A driver can be dynamically loaded, as a shared library (known as a DLL on windows), or statically loaded, linked with the emulator when it is compiled and linked. Only dynamically loaded drivers are described here, statically linked drivers are beyond the scope of this chapter.
When a driver is loaded it is executed in the context of the emulator, shares the same memory and the same thread. This means that all operations in the driver must be non-blocking, and that any crash in the driver will bring the whole emulator down. In short: you have to be extremely careful!
This is a simple driver for accessing a postgres database using the libpq C client library. Postgres is used because it's free and open source. For information on postgres, refer to the website www.postgres.org.
The driver is synchronous, it uses the synchronous calls of the client library. This is only for simplicity, and is generally not good, since it will halt the emulator while waiting for the database. This will be improved on below with an asynchronous sample driver.
The code is quite straight-forward: all
communication between Erlang and the driver
is done with port_control/3
, and the
driver returns data back using the rbuf
.
An Erlang driver only exports one function: the driver
entry function. This is defined with a macro,
DRIVER_INIT
, and returns a pointer to a
C struct
containing the entry points that are
called from the emulator. The struct
defines the
entries that the emulator calls to call the driver, with
a NULL
pointer for entries that are not defined
and used by the driver.
The start
entry is called when the driver
is opened as a port with open_port/2
. Here
we allocate memory for a user data structure.
This user data will be passed every time the emulator
calls us. First we store the driver handle, because it
is needed in subsequent calls. We allocate memory for
the connection handle that is used by LibPQ. We also
set the port to return allocated driver binaries, by
setting the flag PORT_CONTROL_FLAG_BINARY
, calling
set_port_control_flags
. (This is because
we don't know whether our data will fit in the
result buffer of control
, which has a default size
set up by the emulator, currently 64 bytes.)
There is an entry init
which is called when
the driver is loaded, but we don't use this, since
it is executed only once, and we want to have the
possibility of several instances of the driver.
The stop
entry is called when the port
is closed.
The control
entry is called from the emulator
when the Erlang code calls port_control/3
,
to do the actual work. We have defined a simple set of
commands: connect
to login to the database, disconnect
to log out and select
to send a SQL-query and get the result.
All results are returned through rbuf
.
The library ei
in erl_interface
is used
to encode data in binary term format. The result is returned
to the emulator as binary terms, so binary_to_term
is called in Erlang to convert the result to term form.
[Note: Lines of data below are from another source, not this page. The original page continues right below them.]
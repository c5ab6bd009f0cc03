// src/scriptlet/mod.rs

//! Post-install hook execution
//!
//! A hook is the `.pkginfo/post-install` script shipped inside an artifact.
//! The engine only cares about its pass/fail outcome: a failing hook is
//! logged and recorded on the package, never rolled back.
//!
//! - stdin is nulled so a script cannot hang waiting for input
//! - execution is bounded by a timeout, after which the child is killed
//! - stdout lines are logged at info, stderr lines at warn

use crate::error::{Error, Result};
use std::fs::{self, File};
use std::io::{Read, Write};
use std::os::unix::fs::PermissionsExt;
use std::path::{Path, PathBuf};
use std::process::{Command, Stdio};
use std::thread::{self, JoinHandle};
use std::time::Duration;
use tempfile::TempDir;
use tracing::{debug, info, warn};
use wait_timeout::ChildExt;

/// Default timeout for hook execution
pub const DEFAULT_TIMEOUT: Duration = Duration::from_secs(300);

const INTERPRETERS: [&str; 2] = ["/bin/bash", "/bin/sh"];

/// Environment handed to a hook
#[derive(Debug, Clone, PartialEq, Eq)]
pub struct HookEnv {
    pub package_name: String,
    pub package_version: String,
    /// Top directory of the package inside the install area
    pub install_prefix: PathBuf,
    /// Root of the install area
    pub root: PathBuf,
}

impl HookEnv {
    pub fn vars(&self) -> Vec<(&'static str, String)> {
        vec![
            ("SITEPKG_PACKAGE_NAME", self.package_name.clone()),
            ("SITEPKG_PACKAGE_VERSION", self.package_version.clone()),
            (
                "SITEPKG_INSTALL_PREFIX",
                self.install_prefix.to_string_lossy().into_owned(),
            ),
            ("SITEPKG_ROOT", self.root.to_string_lossy().into_owned()),
        ]
    }
}

/// Runs post-install hooks
pub trait HookRunner {
    /// Run `script`; any failure (spawn, non-zero exit, timeout) is a
    /// [`Error::PostHookError`]
    fn run(&self, script: &str, env: &HookEnv) -> Result<()>;
}

/// Runs hooks through a system shell
#[derive(Debug, Clone)]
pub struct ShellHookRunner {
    timeout: Duration,
    interpreter: Option<PathBuf>,
}

impl Default for ShellHookRunner {
    fn default() -> Self {
        Self::new()
    }
}

impl ShellHookRunner {
    pub fn new() -> Self {
        Self {
            timeout: DEFAULT_TIMEOUT,
            interpreter: None,
        }
    }

    pub fn with_timeout(mut self, timeout: Duration) -> Self {
        self.timeout = timeout;
        self
    }

    pub fn with_interpreter(mut self, interpreter: impl Into<PathBuf>) -> Self {
        self.interpreter = Some(interpreter.into());
        self
    }

    pub fn timeout(&self) -> Duration {
        self.timeout
    }

    fn interpreter(&self) -> Result<PathBuf> {
        if let Some(ref path) = self.interpreter {
            return if path.exists() {
                Ok(path.clone())
            } else {
                Err(Error::PostHookError(format!(
                    "Interpreter not found: {}",
                    path.display()
                )))
            };
        }
        INTERPRETERS
            .iter()
            .map(PathBuf::from)
            .find(|p| p.exists())
            .ok_or_else(|| Error::PostHookError("No shell available to run hook".to_string()))
    }

    fn prepare_script(temp_dir: &Path, content: &str) -> Result<PathBuf> {
        let script_path = temp_dir.join("post-install.sh");

        let mut file = File::create(&script_path)?;
        file.write_all(content.as_bytes())?;

        let mut perms = fs::metadata(&script_path)?.permissions();
        perms.set_mode(0o700);
        fs::set_permissions(&script_path, perms)?;

        Ok(script_path)
    }
}

impl HookRunner for ShellHookRunner {
    fn run(&self, script: &str, env: &HookEnv) -> Result<()> {
        let interpreter = self.interpreter()?;

        info!(
            "Running post-install hook for {} {}",
            env.package_name, env.package_version
        );

        let temp_dir = TempDir::new()?;
        let script_path = Self::prepare_script(temp_dir.path(), script)?;
        debug!(
            "Executing hook: {} {}",
            interpreter.display(),
            script_path.display()
        );

        let working_dir = if env.install_prefix.is_dir() {
            env.install_prefix.as_path()
        } else {
            env.root.as_path()
        };

        let mut child = Command::new(&interpreter)
            .arg(&script_path)
            .envs(env.vars())
            .current_dir(working_dir)
            .stdin(Stdio::null())
            .stdout(Stdio::piped())
            .stderr(Stdio::piped())
            .spawn()
            .map_err(|e| Error::PostHookError(format!("Failed to spawn hook: {}", e)))?;

        // drain both pipes while waiting, a chatty hook would block otherwise
        let stdout = child.stdout.take().map(drain);
        let stderr = child.stderr.take().map(drain);

        match child.wait_timeout(self.timeout)? {
            Some(status) => {
                for line in collect(stdout).lines() {
                    info!("[{}] {}", env.package_name, line);
                }
                for line in collect(stderr).lines() {
                    warn!("[{}] {}", env.package_name, line);
                }

                if status.success() {
                    Ok(())
                } else {
                    Err(Error::PostHookError(format!(
                        "hook of {} exited with code {}",
                        env.package_name,
                        status.code().unwrap_or(-1)
                    )))
                }
            }
            None => {
                // readers are left to finish once the pipes close
                if let Err(e) = child.kill() {
                    debug!("Could not kill hook of {}: {}", env.package_name, e);
                }
                let _ = child.wait();
                Err(Error::PostHookError(format!(
                    "hook of {} timed out after {} seconds",
                    env.package_name,
                    self.timeout.as_secs()
                )))
            }
        }
    }
}

/// Read a child pipe to its end on a helper thread
fn drain<R: Read + Send + 'static>(mut pipe: R) -> JoinHandle<Vec<u8>> {
    thread::spawn(move || {
        let mut buf = Vec::new();
        if let Err(e) = pipe.read_to_end(&mut buf) {
            debug!("Reading hook output failed: {}", e);
        }
        buf
    })
}

fn collect(reader: Option<JoinHandle<Vec<u8>>>) -> String {
    reader
        .and_then(|handle| handle.join().ok())
        .map(|buf| String::from_utf8_lossy(&buf).into_owned())
        .unwrap_or_default()
}

#[cfg(test)]
mod tests {
    use super::*;

    fn env(root: &Path) -> HookEnv {
        HookEnv {
            package_name: "gaudi".to_string(),
            package_version: "28.1".to_string(),
            install_prefix: root.join("lhcb/gaudi"),
            root: root.to_path_buf(),
        }
    }

    #[test]
    fn test_hook_sees_environment() {
        let root = tempfile::tempdir().unwrap();
        let env = env(root.path());
        fs::create_dir_all(&env.install_prefix).unwrap();

        let script = "echo \"$SITEPKG_PACKAGE_NAME $SITEPKG_PACKAGE_VERSION\" > \"$SITEPKG_INSTALL_PREFIX/stamp\"\n";
        ShellHookRunner::new().run(script, &env).unwrap();

        let stamp = fs::read_to_string(env.install_prefix.join("stamp")).unwrap();
        assert_eq!(stamp.trim(), "gaudi 28.1");
    }

    #[test]
    fn test_failing_hook() {
        let root = tempfile::tempdir().unwrap();
        let result = ShellHookRunner::new().run("exit 3\n", &env(root.path()));
        match result {
            Err(Error::PostHookError(msg)) => assert!(msg.contains("code 3")),
            other => panic!("unexpected result: {:?}", other),
        }
    }

    #[test]
    fn test_hook_timeout() {
        let root = tempfile::tempdir().unwrap();
        let runner = ShellHookRunner::new().with_timeout(Duration::from_millis(200));
        let result = runner.run("sleep 5\n", &env(root.path()));
        assert!(matches!(result, Err(Error::PostHookError(msg)) if msg.contains("timed out")));
    }

    #[test]
    fn test_verbose_hook_is_not_blocked_by_its_output() {
        let root = tempfile::tempdir().unwrap();
        let runner = ShellHookRunner::new().with_timeout(Duration::from_secs(10));
        let script = "head -c 200000 /dev/zero | tr '\\0' a\nhead -c 200000 /dev/zero | tr '\\0' b >&2\nexit 0\n";

        let started = std::time::Instant::now();
        runner.run(script, &env(root.path())).unwrap();
        assert!(started.elapsed() < Duration::from_secs(10));
    }

    #[test]
    fn test_missing_interpreter() {
        let root = tempfile::tempdir().unwrap();
        let runner = ShellHookRunner::new().with_interpreter("/nonexistent/shell");
        assert!(matches!(
            runner.run("true\n", &env(root.path())),
            Err(Error::PostHookError(_))
        ));
    }
}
The code is available in pg_sync.c
in the sample
directory of erts
.
The driver entry contains the functions that
will be called by the emulator. In our simple
example, we only provide start
, stop
and control
.
/* Driver interface declarations */ static ErlDrvData start(ErlDrvPort port, char *command); static void stop(ErlDrvData drv_data); static int control(ErlDrvData drv_data, unsigned int command, char *buf, int len, char **rbuf, int rlen); static ErlDrvEntry pq_driver_entry = { NULL, /* init */ start, stop, NULL, /* output */ NULL, /* ready_input */ NULL, /* ready_output */ "pg_sync", /* the name of the driver */ NULL, /* finish */ NULL, /* handle */ control, NULL, /* timeout */ NULL, /* outputv */ NULL, /* ready_async */ NULL, /* flush */ NULL, /* call */ NULL /* event */ };
We have a structure to store state needed by the driver, in this case we only need to keep the database connection.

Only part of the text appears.